### Problem:
Output must match the data below exactly from its first line through the line that contains "pub const CLOSED_TERMINATOR: &str", with no other line.
*** Opening of Data section ***
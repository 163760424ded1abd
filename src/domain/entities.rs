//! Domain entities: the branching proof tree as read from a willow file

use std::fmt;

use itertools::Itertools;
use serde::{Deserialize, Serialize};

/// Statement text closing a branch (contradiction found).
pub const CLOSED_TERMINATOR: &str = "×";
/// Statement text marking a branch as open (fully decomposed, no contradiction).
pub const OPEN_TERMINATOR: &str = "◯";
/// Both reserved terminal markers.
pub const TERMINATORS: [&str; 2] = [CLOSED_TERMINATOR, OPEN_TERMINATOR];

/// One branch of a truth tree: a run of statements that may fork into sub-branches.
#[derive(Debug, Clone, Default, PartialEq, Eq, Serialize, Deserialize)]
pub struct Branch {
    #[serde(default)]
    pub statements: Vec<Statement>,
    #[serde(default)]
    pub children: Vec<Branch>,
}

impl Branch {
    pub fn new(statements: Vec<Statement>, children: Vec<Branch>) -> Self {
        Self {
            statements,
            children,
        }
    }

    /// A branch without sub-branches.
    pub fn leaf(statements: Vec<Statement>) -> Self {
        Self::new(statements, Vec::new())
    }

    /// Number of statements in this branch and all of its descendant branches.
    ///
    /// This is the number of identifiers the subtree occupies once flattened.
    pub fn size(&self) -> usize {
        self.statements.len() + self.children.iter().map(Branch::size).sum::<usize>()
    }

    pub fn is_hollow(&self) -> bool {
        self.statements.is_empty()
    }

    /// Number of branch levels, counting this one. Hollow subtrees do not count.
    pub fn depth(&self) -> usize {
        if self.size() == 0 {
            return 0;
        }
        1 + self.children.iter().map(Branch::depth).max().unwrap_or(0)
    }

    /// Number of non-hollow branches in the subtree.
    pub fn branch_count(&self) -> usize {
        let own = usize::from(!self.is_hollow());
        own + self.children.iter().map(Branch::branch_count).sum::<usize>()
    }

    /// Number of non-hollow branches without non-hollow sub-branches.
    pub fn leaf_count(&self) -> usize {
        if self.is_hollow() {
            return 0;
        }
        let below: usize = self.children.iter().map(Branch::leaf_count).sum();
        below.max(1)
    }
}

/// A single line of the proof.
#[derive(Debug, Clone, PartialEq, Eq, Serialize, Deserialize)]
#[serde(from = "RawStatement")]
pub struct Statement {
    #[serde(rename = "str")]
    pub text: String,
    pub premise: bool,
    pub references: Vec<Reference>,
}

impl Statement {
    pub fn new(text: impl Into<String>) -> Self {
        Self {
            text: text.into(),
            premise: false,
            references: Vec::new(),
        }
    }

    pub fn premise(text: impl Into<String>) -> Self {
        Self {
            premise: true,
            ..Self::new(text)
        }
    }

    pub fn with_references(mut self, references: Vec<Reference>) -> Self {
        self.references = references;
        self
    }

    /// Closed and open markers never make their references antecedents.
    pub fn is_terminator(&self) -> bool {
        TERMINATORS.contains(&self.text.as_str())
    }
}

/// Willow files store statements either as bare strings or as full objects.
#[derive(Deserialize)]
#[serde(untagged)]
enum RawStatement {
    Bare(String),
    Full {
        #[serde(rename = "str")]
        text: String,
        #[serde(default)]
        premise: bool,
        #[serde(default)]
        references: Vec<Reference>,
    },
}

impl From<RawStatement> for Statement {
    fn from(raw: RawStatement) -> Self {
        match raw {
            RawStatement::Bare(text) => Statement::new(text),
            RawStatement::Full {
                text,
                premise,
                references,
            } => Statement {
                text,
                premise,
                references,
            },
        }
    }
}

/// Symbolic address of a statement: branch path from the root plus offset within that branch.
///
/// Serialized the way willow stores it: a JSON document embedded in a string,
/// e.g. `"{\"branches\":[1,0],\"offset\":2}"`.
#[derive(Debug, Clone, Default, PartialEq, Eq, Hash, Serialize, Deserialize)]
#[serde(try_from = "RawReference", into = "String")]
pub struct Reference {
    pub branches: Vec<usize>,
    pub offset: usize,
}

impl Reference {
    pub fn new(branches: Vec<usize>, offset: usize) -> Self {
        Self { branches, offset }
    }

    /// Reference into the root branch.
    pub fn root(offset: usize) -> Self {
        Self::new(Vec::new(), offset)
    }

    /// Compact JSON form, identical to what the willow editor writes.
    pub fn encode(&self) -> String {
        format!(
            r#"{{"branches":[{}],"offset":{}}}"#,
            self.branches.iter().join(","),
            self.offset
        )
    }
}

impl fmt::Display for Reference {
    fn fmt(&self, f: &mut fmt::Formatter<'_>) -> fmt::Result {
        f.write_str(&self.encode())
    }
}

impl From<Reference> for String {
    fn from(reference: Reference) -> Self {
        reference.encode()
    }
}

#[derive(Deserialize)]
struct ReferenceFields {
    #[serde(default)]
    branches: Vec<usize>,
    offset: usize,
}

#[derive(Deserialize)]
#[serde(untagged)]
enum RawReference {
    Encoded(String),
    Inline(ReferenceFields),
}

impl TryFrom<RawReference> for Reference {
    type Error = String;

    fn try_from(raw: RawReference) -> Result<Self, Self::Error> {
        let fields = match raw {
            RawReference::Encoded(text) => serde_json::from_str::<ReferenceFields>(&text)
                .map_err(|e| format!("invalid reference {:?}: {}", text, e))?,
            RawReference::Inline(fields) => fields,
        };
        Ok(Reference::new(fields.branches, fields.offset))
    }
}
*** Close of Data section ***
### Response area:
repository 163760424ded1abd
filename src/domain/entities.rs
//! Domain entities: the branching proof tree as read from a willow file

use std::fmt;

use itertools::Itertools;
use serde::{Deserialize, Serialize};

/// Statement text closing a branch (contradiction found).
pub const CLOSED_TERMINATOR: &str = "×";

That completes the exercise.